Problem: Scan the records below. Copy every line in which the word "Deserialize" appears.

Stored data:
★ ★ ★ ★

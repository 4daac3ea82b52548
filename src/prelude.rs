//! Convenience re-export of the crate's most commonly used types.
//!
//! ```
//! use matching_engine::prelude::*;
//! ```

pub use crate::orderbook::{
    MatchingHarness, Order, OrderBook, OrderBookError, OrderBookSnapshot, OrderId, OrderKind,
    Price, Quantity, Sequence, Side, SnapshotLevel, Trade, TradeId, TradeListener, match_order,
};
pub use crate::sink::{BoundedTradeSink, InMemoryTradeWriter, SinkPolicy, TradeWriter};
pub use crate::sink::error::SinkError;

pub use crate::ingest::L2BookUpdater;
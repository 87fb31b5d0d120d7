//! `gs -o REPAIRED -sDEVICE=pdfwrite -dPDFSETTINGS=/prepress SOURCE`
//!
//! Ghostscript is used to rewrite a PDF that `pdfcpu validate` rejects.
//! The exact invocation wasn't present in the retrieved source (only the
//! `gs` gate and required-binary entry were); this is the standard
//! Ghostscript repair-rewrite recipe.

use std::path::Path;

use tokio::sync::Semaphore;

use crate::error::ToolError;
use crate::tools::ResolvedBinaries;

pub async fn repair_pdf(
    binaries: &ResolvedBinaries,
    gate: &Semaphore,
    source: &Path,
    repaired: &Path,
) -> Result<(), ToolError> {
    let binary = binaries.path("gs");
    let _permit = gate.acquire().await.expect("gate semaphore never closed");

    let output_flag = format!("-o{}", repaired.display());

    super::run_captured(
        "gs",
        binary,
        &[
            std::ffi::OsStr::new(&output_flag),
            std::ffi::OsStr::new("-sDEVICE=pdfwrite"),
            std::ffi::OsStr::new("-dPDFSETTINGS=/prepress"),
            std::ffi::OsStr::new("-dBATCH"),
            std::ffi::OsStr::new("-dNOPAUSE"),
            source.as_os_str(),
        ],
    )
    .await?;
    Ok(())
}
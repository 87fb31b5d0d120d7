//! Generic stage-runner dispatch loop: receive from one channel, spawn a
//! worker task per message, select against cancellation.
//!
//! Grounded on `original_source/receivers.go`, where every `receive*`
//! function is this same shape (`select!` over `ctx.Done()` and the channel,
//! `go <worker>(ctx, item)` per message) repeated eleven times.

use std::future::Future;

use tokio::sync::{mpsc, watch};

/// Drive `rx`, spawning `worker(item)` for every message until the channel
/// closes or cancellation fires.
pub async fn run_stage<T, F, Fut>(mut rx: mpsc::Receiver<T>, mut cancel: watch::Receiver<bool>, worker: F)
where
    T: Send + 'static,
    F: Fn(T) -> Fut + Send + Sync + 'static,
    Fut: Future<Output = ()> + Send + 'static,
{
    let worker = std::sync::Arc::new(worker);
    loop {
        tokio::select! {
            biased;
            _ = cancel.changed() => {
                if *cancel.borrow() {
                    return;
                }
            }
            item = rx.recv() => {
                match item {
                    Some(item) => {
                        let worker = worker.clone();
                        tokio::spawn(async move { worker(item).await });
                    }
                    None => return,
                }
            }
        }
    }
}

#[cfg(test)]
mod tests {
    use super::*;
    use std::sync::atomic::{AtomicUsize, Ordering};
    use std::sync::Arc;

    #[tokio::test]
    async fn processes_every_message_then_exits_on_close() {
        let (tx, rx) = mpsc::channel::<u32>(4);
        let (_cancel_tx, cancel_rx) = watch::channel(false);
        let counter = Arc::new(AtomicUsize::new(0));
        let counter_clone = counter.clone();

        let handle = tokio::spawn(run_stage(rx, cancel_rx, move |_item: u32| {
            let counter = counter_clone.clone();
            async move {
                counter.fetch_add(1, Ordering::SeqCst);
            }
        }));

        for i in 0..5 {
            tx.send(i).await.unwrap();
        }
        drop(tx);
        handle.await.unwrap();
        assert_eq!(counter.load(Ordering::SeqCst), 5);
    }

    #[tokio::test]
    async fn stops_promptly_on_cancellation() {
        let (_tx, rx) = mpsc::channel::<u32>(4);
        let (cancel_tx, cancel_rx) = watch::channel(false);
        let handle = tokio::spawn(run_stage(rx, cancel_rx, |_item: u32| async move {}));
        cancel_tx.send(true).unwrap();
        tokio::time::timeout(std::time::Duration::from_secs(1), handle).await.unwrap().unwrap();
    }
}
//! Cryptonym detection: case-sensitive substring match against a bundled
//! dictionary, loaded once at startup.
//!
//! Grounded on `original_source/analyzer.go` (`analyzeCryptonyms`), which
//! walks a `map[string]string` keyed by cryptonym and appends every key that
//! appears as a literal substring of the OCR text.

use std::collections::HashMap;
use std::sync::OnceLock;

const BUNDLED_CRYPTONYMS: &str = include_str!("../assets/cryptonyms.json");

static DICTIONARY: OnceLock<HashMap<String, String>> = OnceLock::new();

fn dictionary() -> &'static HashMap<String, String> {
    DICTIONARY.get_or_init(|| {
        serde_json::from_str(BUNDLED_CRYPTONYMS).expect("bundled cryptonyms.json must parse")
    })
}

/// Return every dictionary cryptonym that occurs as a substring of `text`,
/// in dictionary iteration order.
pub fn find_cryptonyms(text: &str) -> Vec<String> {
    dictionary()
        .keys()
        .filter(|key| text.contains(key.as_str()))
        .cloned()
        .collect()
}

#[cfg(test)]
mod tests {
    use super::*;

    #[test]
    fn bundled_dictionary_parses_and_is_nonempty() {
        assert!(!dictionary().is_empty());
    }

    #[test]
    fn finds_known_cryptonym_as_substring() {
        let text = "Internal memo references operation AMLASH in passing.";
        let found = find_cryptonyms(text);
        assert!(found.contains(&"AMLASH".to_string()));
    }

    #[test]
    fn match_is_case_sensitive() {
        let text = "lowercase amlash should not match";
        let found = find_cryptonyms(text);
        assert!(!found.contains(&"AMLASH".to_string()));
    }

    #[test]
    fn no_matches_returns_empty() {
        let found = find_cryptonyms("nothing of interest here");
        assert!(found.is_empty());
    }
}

★ ★ ★ ★

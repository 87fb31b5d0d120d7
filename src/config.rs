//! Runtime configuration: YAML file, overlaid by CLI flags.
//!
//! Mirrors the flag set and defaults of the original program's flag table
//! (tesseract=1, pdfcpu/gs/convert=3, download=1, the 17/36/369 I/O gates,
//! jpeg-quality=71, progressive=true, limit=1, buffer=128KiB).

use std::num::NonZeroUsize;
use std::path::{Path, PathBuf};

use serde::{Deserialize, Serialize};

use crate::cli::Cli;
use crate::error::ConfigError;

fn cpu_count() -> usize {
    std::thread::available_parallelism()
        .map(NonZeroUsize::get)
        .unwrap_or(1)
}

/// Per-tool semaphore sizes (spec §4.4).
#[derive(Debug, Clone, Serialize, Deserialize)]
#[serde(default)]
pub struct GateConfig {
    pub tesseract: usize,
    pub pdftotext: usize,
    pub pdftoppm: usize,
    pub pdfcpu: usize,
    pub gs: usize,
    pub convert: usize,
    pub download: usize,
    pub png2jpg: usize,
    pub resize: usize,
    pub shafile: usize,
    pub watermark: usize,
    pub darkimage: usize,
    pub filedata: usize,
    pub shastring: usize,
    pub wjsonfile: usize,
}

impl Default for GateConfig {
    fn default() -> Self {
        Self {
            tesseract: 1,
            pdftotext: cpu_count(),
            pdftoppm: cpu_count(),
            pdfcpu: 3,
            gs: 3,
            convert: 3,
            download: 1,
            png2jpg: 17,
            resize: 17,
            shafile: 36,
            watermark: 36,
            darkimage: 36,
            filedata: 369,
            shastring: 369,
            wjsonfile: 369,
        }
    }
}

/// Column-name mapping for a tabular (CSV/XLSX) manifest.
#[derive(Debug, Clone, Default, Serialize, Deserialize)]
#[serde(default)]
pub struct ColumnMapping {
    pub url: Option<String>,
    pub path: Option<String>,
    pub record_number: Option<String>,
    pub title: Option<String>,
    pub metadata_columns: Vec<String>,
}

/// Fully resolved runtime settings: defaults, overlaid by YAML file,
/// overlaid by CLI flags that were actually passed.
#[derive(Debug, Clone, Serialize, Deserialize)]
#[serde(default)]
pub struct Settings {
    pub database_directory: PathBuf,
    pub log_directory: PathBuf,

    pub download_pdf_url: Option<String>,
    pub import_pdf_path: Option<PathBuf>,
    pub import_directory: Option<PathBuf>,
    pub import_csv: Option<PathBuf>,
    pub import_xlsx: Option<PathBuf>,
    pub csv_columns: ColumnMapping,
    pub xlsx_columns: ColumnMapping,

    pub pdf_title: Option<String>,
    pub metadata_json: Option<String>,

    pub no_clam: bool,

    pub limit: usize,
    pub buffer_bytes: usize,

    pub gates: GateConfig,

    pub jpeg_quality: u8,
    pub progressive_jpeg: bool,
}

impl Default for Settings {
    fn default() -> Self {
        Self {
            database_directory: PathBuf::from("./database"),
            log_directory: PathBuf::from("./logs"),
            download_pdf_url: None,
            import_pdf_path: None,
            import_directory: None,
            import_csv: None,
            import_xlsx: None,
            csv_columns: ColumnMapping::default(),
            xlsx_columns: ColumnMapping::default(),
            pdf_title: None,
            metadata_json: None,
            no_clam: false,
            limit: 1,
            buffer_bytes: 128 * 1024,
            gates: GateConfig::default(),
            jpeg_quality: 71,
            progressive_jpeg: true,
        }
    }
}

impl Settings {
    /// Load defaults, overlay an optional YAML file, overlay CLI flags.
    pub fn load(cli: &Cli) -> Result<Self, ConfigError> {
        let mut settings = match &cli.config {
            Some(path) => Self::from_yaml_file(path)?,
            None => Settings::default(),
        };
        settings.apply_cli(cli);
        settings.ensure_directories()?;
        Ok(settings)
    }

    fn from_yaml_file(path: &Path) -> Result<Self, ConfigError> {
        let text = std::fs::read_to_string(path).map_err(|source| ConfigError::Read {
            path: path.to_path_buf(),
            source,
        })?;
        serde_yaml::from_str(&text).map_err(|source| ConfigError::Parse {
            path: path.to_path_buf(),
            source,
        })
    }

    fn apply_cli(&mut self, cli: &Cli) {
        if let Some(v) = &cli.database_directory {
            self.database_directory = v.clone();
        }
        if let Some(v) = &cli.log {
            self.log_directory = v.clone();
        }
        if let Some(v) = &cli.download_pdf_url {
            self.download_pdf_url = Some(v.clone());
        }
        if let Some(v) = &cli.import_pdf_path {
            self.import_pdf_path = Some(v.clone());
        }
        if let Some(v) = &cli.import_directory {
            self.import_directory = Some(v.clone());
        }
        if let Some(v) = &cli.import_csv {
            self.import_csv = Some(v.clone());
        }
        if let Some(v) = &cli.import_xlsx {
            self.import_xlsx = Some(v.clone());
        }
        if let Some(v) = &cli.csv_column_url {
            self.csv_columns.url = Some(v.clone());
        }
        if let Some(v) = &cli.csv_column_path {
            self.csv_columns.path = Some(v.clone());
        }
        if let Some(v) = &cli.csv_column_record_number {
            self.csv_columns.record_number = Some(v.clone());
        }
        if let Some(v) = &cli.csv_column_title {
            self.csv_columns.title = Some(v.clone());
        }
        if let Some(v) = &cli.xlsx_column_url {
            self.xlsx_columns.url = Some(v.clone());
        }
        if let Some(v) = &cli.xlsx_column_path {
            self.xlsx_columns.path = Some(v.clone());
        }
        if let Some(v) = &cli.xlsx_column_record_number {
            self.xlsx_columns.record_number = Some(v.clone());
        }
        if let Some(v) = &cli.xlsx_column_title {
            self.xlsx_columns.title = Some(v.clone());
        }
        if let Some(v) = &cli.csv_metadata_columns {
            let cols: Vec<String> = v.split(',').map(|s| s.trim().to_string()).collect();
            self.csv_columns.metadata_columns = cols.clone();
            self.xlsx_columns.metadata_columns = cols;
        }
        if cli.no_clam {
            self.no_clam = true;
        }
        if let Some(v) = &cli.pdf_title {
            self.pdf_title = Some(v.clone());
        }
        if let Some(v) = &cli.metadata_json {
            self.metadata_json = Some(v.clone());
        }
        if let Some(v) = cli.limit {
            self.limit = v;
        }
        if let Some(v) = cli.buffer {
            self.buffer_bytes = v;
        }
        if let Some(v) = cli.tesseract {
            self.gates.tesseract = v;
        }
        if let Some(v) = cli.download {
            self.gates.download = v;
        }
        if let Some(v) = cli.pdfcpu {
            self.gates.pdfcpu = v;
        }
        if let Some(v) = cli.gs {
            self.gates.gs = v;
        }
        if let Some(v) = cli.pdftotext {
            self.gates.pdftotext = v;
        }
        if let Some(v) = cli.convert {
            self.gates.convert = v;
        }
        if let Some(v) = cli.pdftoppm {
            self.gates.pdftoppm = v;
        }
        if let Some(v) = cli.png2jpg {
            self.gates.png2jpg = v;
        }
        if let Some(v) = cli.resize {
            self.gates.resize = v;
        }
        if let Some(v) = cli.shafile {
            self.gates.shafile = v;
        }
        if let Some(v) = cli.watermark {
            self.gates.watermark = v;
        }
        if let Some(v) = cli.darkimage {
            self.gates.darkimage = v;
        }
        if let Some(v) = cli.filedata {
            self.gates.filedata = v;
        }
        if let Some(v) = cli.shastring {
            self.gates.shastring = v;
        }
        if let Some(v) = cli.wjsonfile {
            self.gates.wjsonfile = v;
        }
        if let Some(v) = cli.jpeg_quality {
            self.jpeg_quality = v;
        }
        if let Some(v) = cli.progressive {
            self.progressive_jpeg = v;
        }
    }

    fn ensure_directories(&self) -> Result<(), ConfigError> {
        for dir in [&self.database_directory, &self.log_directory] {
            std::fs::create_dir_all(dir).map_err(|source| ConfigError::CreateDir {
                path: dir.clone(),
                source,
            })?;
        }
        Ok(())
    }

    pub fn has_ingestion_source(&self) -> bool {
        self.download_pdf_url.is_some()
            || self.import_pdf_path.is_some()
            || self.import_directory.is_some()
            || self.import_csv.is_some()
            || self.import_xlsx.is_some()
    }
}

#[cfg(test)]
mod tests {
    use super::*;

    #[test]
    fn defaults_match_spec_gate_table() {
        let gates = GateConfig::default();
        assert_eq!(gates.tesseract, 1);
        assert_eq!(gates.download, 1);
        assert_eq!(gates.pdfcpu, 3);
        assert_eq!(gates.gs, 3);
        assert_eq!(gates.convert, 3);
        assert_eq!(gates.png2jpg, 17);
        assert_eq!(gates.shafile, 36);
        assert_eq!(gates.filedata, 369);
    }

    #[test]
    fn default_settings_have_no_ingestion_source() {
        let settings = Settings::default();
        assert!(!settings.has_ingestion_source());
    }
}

★ ★ ★ ★

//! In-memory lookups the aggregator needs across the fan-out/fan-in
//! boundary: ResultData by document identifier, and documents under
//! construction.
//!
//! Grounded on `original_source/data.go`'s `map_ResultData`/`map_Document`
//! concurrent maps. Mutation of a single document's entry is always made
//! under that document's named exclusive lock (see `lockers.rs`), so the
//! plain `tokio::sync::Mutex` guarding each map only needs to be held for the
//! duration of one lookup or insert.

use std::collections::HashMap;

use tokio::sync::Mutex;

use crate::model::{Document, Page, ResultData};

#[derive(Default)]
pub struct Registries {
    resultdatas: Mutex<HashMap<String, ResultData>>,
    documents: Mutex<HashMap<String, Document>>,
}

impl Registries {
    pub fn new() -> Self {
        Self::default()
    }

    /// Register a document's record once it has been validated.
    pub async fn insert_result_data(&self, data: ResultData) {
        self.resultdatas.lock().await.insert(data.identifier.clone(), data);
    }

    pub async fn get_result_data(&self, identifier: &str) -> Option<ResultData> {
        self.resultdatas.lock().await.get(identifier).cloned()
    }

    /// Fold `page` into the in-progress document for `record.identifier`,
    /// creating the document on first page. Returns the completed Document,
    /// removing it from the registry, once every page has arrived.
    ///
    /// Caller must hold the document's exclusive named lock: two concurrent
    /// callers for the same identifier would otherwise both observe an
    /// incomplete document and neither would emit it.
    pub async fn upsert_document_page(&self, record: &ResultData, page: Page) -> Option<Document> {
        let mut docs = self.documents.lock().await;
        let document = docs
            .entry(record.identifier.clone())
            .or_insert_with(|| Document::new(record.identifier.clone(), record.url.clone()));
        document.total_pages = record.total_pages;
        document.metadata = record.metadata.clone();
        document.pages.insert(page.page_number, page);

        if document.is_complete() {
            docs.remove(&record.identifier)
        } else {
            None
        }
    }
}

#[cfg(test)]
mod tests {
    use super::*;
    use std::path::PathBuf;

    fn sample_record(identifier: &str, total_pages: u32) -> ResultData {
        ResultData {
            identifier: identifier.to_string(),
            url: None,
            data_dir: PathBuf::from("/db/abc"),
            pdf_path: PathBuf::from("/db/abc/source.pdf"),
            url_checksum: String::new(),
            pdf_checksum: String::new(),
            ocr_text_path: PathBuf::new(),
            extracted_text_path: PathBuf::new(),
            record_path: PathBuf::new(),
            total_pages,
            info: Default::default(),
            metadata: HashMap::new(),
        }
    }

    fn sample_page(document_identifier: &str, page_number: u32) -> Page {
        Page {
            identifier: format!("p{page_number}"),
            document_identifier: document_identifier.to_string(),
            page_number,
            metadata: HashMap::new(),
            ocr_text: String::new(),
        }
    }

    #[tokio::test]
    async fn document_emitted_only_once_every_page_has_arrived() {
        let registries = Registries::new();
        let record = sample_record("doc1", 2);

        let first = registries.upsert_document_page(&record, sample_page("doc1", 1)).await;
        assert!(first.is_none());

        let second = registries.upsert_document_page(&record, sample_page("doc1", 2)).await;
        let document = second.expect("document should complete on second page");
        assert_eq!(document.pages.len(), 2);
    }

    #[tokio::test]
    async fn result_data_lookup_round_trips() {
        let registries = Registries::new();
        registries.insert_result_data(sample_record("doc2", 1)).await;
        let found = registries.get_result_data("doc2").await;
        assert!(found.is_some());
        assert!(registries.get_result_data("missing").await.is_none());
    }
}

★ ★ ★ ★

Task answer:
use serde::{Deserialize, Serialize};
#[derive(Debug, Clone, Serialize, Deserialize)]
#[derive(Debug, Clone, Default, Serialize, Deserialize)]
#[derive(Debug, Clone, Serialize, Deserialize)]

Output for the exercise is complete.